[[ DATASET RECORDS, beginning ]]
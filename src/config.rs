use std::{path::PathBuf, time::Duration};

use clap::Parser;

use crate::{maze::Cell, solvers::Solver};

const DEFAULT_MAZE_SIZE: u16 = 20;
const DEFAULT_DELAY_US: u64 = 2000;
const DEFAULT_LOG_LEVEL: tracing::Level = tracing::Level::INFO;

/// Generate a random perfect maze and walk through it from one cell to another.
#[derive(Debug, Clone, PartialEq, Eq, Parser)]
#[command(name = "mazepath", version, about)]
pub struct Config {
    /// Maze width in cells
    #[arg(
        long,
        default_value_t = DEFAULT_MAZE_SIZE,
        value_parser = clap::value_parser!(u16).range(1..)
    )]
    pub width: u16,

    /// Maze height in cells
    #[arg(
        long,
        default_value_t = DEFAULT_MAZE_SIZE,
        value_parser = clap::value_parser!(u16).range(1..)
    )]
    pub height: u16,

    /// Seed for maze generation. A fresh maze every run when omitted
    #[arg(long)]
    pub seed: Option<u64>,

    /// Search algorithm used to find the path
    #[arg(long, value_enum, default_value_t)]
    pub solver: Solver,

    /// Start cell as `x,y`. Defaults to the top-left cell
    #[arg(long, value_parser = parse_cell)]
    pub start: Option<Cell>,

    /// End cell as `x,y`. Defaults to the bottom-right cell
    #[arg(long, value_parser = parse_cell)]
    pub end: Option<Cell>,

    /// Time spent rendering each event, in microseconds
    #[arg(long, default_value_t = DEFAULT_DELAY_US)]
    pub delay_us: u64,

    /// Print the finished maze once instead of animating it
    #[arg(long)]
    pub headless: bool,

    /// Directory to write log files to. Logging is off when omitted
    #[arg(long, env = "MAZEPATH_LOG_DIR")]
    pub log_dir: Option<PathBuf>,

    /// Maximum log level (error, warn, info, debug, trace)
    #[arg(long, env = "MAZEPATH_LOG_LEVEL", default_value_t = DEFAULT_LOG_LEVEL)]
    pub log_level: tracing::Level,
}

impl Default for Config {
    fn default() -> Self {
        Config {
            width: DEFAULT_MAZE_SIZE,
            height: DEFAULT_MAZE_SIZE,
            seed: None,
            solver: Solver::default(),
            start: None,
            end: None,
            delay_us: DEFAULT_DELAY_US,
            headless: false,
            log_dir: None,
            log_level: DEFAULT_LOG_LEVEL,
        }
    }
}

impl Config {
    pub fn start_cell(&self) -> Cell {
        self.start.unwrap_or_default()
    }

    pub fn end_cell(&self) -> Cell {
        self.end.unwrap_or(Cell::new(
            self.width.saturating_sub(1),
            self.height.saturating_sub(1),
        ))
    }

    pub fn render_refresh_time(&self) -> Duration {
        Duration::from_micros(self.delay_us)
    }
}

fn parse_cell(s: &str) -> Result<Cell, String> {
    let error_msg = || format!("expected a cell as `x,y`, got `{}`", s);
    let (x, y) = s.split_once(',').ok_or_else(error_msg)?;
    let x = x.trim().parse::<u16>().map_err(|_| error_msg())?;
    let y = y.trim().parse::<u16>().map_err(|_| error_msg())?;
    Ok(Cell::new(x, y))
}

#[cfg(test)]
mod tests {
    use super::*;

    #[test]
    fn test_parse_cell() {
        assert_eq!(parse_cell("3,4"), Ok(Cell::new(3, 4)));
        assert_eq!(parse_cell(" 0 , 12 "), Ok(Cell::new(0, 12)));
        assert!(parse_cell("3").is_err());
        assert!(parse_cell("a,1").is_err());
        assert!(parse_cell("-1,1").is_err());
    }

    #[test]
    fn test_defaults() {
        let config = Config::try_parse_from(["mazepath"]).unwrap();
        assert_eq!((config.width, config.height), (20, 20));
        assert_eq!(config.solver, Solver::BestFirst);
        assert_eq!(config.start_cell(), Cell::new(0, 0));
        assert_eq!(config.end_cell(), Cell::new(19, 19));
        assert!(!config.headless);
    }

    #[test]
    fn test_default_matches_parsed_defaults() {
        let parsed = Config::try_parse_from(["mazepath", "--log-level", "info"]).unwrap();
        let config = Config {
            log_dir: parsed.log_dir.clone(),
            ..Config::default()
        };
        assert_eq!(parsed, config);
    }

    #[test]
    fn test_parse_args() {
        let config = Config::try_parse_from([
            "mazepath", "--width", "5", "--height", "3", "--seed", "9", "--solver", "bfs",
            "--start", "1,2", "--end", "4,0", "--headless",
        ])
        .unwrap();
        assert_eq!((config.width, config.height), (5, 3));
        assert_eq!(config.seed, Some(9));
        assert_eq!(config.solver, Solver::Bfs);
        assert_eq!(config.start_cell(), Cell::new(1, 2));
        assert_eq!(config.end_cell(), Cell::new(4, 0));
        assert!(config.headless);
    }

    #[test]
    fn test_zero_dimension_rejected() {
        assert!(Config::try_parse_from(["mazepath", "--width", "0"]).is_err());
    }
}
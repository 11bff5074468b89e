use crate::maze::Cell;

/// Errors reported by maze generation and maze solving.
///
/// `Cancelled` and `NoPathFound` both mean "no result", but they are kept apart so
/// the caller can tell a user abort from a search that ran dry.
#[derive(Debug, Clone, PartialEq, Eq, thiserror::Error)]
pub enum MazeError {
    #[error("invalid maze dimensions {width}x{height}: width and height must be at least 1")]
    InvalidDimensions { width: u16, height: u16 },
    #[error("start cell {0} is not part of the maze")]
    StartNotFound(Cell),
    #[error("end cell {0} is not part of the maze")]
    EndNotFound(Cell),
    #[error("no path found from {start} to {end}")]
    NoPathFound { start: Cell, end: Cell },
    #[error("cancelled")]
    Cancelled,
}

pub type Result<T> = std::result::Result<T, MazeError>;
[[ DATASET RECORDS, end ]]
WHAT YOU ARE ASKED TO DO: Give the data again in full, exactly.

TASK RESPONSE:
filename src/config.rs
use std::{path::PathBuf, time::Duration};

use clap::Parser;

use crate::{maze::Cell, solvers::Solver};

const DEFAULT_MAZE_SIZE: u16 = 20;
const DEFAULT_DELAY_US: u64 = 2000;
const DEFAULT_LOG_LEVEL: tracing::Level = tracing::Level::INFO;

/// Generate a random perfect maze and walk through it from one cell to another.
#[derive(Debug, Clone, PartialEq, Eq, Parser)]
#[command(name = "mazepath", version, about)]
pub struct Config {
    /// Maze width in cells
    #[arg(
        long,
        default_value_t = DEFAULT_MAZE_SIZE,
        value_parser = clap::value_parser!(u16).range(1..)
    )]
    pub width: u16,

    /// Maze height in cells
    #[arg(
        long,
        default_value_t = DEFAULT_MAZE_SIZE,
        value_parser = clap::value_parser!(u16).range(1..)
    )]
    pub height: u16,

    /// Seed for maze generation. A fresh maze every run when omitted
    #[arg(long)]
    pub seed: Option<u64>,

    /// Search algorithm used to find the path
    #[arg(long, value_enum, default_value_t)]
    pub solver: Solver,

    /// Start cell as `x,y`. Defaults to the top-left cell
    #[arg(long, value_parser = parse_cell)]
    pub start: Option<Cell>,

    /// End cell as `x,y`. Defaults to the bottom-right cell
    #[arg(long, value_parser = parse_cell)]
    pub end: Option<Cell>,

    /// Time spent rendering each event, in microseconds
    #[arg(long, default_value_t = DEFAULT_DELAY_US)]
    pub delay_us: u64,

    /// Print the finished maze once instead of animating it
    #[arg(long)]
    pub headless: bool,

    /// Directory to write log files to. Logging is off when omitted
    #[arg(long, env = "MAZEPATH_LOG_DIR")]
    pub log_dir: Option<PathBuf>,

    /// Maximum log level (error, warn, info, debug, trace)
    #[arg(long, env = "MAZEPATH_LOG_LEVEL", default_value_t = DEFAULT_LOG_LEVEL)]
    pub log_level: tracing::Level,
}

impl Default for Config {
    fn default() -> Self {
        Config {
            width: DEFAULT_MAZE_SIZE,
            height: DEFAULT_MAZE_SIZE,
            seed: None,
            solver: Solver::default(),
            start: None,
            end: None,
            delay_us: DEFAULT_DELAY_US,
            headless: false,
            log_dir: None,
            log_level: DEFAULT_LOG_LEVEL,
        }
    }
}

impl Config {
    pub fn start_cell(&self) -> Cell {
        self.start.unwrap_or_default()
    }

    pub fn end_cell(&self) -> Cell {
        self.end.unwrap_or(Cell::new(
            self.width.saturating_sub(1),
            self.height.saturating_sub(1),
        ))
    }

    pub fn render_refresh_time(&self) -> Duration {
        Duration::from_micros(self.delay_us)
    }
}

fn parse_cell(s: &str) -> Result<Cell, String> {
    let error_msg = || format!("expected a cell as `x,y`, got `{}`", s);
    let (x, y) = s.split_once(',').ok_or_else(error_msg)?;
    let x = x.trim().parse::<u16>().map_err(|_| error_msg())?;
    let y = y.trim().parse::<u16>().map_err(|_| error_msg())?;
    Ok(Cell::new(x, y))
}

#[cfg(test)]
mod tests {
    use super::*;

    #[test]
    fn test_parse_cell() {
        assert_eq!(parse_cell("3,4"), Ok(Cell::new(3, 4)));
        assert_eq!(parse_cell(" 0 , 12 "), Ok(Cell::new(0, 12)));
        assert!(parse_cell("3").is_err());
        assert!(parse_cell("a,1").is_err());
        assert!(parse_cell("-1,1").is_err());
    }

    #[test]
    fn test_defaults() {
        let config = Config::try_parse_from(["mazepath"]).unwrap();
        assert_eq!((config.width, config.height), (20, 20));
        assert_eq!(config.solver, Solver::BestFirst);
        assert_eq!(config.start_cell(), Cell::new(0, 0));
        assert_eq!(config.end_cell(), Cell::new(19, 19));
        assert!(!config.headless);
    }

    #[test]
    fn test_default_matches_parsed_defaults() {
        let parsed = Config::try_parse_from(["mazepath", "--log-level", "info"]).unwrap();
        let config = Config {
            log_dir: parsed.log_dir.clone(),
            ..Config::default()
        };
        assert_eq!(parsed, config);
    }

    #[test]
    fn test_parse_args() {
        let config = Config::try_parse_from([
            "mazepath", "--width", "5", "--height", "3", "--seed", "9", "--solver", "bfs",
            "--start", "1,2", "--end", "4,0", "--headless",
        ])
        .unwrap();
        assert_eq!((config.width, config.height), (5, 3));
        assert_eq!(config.seed, Some(9));
        assert_eq!(config.solver, Solver::Bfs);
        assert_eq!(config.start_cell(), Cell::new(1, 2));
        assert_eq!(config.end_cell(), Cell::new(4, 0));
        assert!(config.headless);
    }

    #[test]
    fn test_zero_dimension_rejected() {
        assert!(Config::try_parse_from(["mazepath", "--width", "0"]).is_err());
    }
}
repository 11bff5074468b89e
use crate::maze::Cell;

/// Errors reported by maze generation and maze solving.
///
/// `Cancelled` and `NoPathFound` both mean "no result", but they are kept apart so
/// the caller can tell a user abort from a search that ran dry.
#[derive(Debug, Clone, PartialEq, Eq, thiserror::Error)]
pub enum MazeError {
    #[error("invalid maze dimensions {width}x{height}: width and height must be at least 1")]
    InvalidDimensions { width: u16, height: u16 },
    #[error("start cell {0} is not part of the maze")]
    StartNotFound(Cell),
    #[error("end cell {0} is not part of the maze")]
    EndNotFound(Cell),
    #[error("no path found from {start} to {end}")]
    NoPathFound { start: Cell, end: Cell },
    #[error("cancelled")]
    Cancelled,
}

pub type Result<T> = std::result::Result<T, MazeError>;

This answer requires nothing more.